## ACTIVITY
The data must be written out once more, precisely as given.

[Records from a data collection]
Content starts

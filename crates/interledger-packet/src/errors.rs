use super::AddressError;
use std::str::Utf8Error;

#[derive(Debug, thiserror::Error)]
pub enum ParseError {
    #[error("I/O Error: {0}")]
    IoErr(#[from] std::io::Error),
    #[error("Chrono Error: {0}")]
    ChronoErr(#[from] chrono::ParseError),
    #[error("PacketType Error: {0}")]
    PacketTypeError(#[from] PacketTypeError),
    #[error("Trailing bytes after packet: {0}")]
    TrailingBytes(usize),
    #[error("Invalid Address: {0}")]
    InvalidAddress(#[from] AddressError),
    #[error("Invalid Packet: {0}")]
    InvalidPacket(String),
    #[error("UTF-8 Error: {0}")]
    Utf8Err(#[from] Utf8Error),
}

#[derive(Debug, thiserror::Error)]
pub enum PacketTypeError {
    #[error("PacketType data not found")]
    Eof,
    #[error("PacketType {0} is not supported")]
    Unknown(u8),
    #[error("PacketType {1} expected, found {0}")]
    Unexpected(u8, u8),
}
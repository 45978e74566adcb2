use clap::{App, Arg, ArgMatches};
use ilp_node::{init_tracing, load_configuration, ConnectorNode, ENV_PREFIX};
use tracing::{error, info};

fn cmdline_configuration(version: &str) -> App<'static, '_> {
    App::new("ilp-node")
        .about("Run an Interledger connector")
        .version(version)
        .args(&[
            Arg::with_name("config")
                .takes_value(true)
                .index(1)
                .help("Name of config file (in JSON, TOML or YAML format)"),
            Arg::with_name("operator_address")
                .long("operator_address")
                .takes_value(true)
                .help("ILP address of this connector"),
            Arg::with_name("log_level")
                .long("log_level")
                .takes_value(true)
                .help("Log filter used when RUST_LOG is not set. Defaults to info"),
            Arg::with_name("route_broadcast_interval")
                .long("route_broadcast_interval")
                .takes_value(true)
                .help("Interval, defined in milliseconds, on which the node will broadcast routing information to other nodes using CCP. Defaults to 30000ms (30 seconds)."),
        ])
}

fn overrides(matches: &ArgMatches) -> Vec<(&'static str, String)> {
    let mut overrides = Vec::new();
    let keys = [
        ("operator_address", "operator_address"),
        ("log_level", "log_level"),
        (
            "route_broadcast_interval",
            "global_routing_settings.route_broadcast_interval_ms",
        ),
    ];
    for (arg, key) in keys.iter() {
        if let Some(value) = matches.value_of(arg) {
            overrides.push((*key, value.to_owned()));
        }
    }
    overrides
}

#[tokio::main]
async fn main() {
    let version = env!("CARGO_PKG_VERSION");
    let matches = cmdline_configuration(version).get_matches();

    let config = match load_configuration(matches.value_of("config"), ENV_PREFIX, overrides(&matches)) {
        Ok(config) => config,
        Err(err) => {
            eprintln!("{}", err);
            std::process::exit(1);
        }
    };

    if let Err(err) = init_tracing(&config.log_level) {
        eprintln!("{}", err);
    }

    let node = match ConnectorNode::from_config(config) {
        Ok(node) => node,
        Err(err) => {
            error!("Invalid node configuration: {}", err);
            std::process::exit(1);
        }
    };
    if let Err(err) = node.start().await {
        error!("Unable to start node: {}", err);
        std::process::exit(1);
    }

    match tokio::signal::ctrl_c().await {
        Ok(()) => info!("Received shutdown signal"),
        Err(err) => error!("Unable to listen for the shutdown signal: {}", err),
    }
    node.shutdown().await;
}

Content ends

## RESULT
filename crates/interledger-packet/src/errors.rs
use super::AddressError;
use std::str::Utf8Error;

#[derive(Debug, thiserror::Error)]
pub enum ParseError {
    #[error("I/O Error: {0}")]
    IoErr(#[from] std::io::Error),
    #[error("Chrono Error: {0}")]
    ChronoErr(#[from] chrono::ParseError),
    #[error("PacketType Error: {0}")]
    PacketTypeError(#[from] PacketTypeError),
    #[error("Trailing bytes after packet: {0}")]
    TrailingBytes(usize),
    #[error("Invalid Address: {0}")]
    InvalidAddress(#[from] AddressError),
    #[error("Invalid Packet: {0}")]
    InvalidPacket(String),
    #[error("UTF-8 Error: {0}")]
    Utf8Err(#[from] Utf8Error),
}

#[derive(Debug, thiserror::Error)]
pub enum PacketTypeError {
    #[error("PacketType data not found")]
    Eof,
    #[error("PacketType {0} is not supported")]
    Unknown(u8),
    #[error("PacketType {1} expected, found {0}")]
    Unexpected(u8, u8),
}
repository 45978e74566adcb2
use clap::{App, Arg, ArgMatches};
use ilp_node::{init_tracing, load_configuration, ConnectorNode, ENV_PREFIX};
use tracing::{error, info};

fn cmdline_configuration(version: &str) -> App<'static, '_> {
    App::new("ilp-node")
        .about("Run an Interledger connector")
        .version(version)
        .args(&[
            Arg::with_name("config")
                .takes_value(true)
                .index(1)
                .help("Name of config file (in JSON, TOML or YAML format)"),
            Arg::with_name("operator_address")
                .long("operator_address")
                .takes_value(true)
                .help("ILP address of this connector"),
            Arg::with_name("log_level")
                .long("log_level")
                .takes_value(true)
                .help("Log filter used when RUST_LOG is not set. Defaults to info"),
            Arg::with_name("route_broadcast_interval")
                .long("route_broadcast_interval")
                .takes_value(true)
                .help("Interval, defined in milliseconds, on which the node will broadcast routing information to other nodes using CCP. Defaults to 30000ms (30 seconds)."),
        ])
}

fn overrides(matches: &ArgMatches) -> Vec<(&'static str, String)> {
    let mut overrides = Vec::new();
    let keys = [
        ("operator_address", "operator_address"),
        ("log_level", "log_level"),
        (
            "route_broadcast_interval",
            "global_routing_settings.route_broadcast_interval_ms",
        ),
    ];
    for (arg, key) in keys.iter() {
        if let Some(value) = matches.value_of(arg) {
            overrides.push((*key, value.to_owned()));
        }
    }
    overrides
}

#[tokio::main]
async fn main() {
    let version = env!("CARGO_PKG_VERSION");
    let matches = cmdline_configuration(version).get_matches();

    let config = match load_configuration(matches.value_of("config"), ENV_PREFIX, overrides(&matches)) {
        Ok(config) => config,
        Err(err) => {
            eprintln!("{}", err);
            std::process::exit(1);
        }
    };

    if let Err(err) = init_tracing(&config.log_level) {
        eprintln!("{}", err);
    }

    let node = match ConnectorNode::from_config(config) {
        Ok(node) => node,
        Err(err) => {
            error!("Invalid node configuration: {}", err);
            std::process::exit(1);
        }
    };
    if let Err(err) = node.start().await {
        error!("Unable to start node: {}", err);
        std::process::exit(1);
    }

    match tokio::signal::ctrl_c().await {
        Ok(()) => info!("Received shutdown signal"),
        Err(err) => error!("Unable to listen for the shutdown signal: {}", err),
    }
    node.shutdown().await;
}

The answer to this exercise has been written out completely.